> _Instructions for the task_:
Your output should be the lines of the entries below, exactly, from the first one through the line that holds "the top level;".
[[ Source information open ]]
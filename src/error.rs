//! Error kinds surfaced by the core (spec §7).

use thiserror::Error;

/// Every error the frame transport, correlator, registry and dispatch
/// engine can return. Binaries convert these to `anyhow` at the top level;
/// library code always returns `CoreError` so callers can match on kind.
#[derive(Debug, Error)]
pub enum CoreError {
    #[error("failed to connect to {host}:{port}: {source}")]
    Connect {
        host: String,
        port: u16,
        #[source]
        source: std::io::Error,
    },

    #[error("operation attempted with no live connection")]
    NotConnected,

    #[error("write queue saturated")]
    Backpressure,

    #[error("incoming frame of {len} bytes exceeds MAX_FRAME ({max})")]
    FrameTooLarge { len: u32, max: u32 },

    #[error("frame payload did not decode as a known wire message")]
    Decode(#[from] bincode::Error),

    #[error("request timed out waiting for a response")]
    Timeout,

    #[error("connection closed while a request was pending")]
    ConnectionLost,

    #[error("audio device error: {0}")]
    Device(String),

    #[error("protocol violation: {0}")]
    Protocol(String),

    #[error(transparent)]
    Io(#[from] std::io::Error),
}

pub type Result<T> = std::result::Result<T, CoreError>;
[[ Source information closed ]]
> _Answer_:
filename src/error.rs
//! Error kinds surfaced by the core (spec §7).

use thiserror::Error;

/// Every error the frame transport, correlator, registry and dispatch
/// engine can return. Binaries convert these to `anyhow` at the top level;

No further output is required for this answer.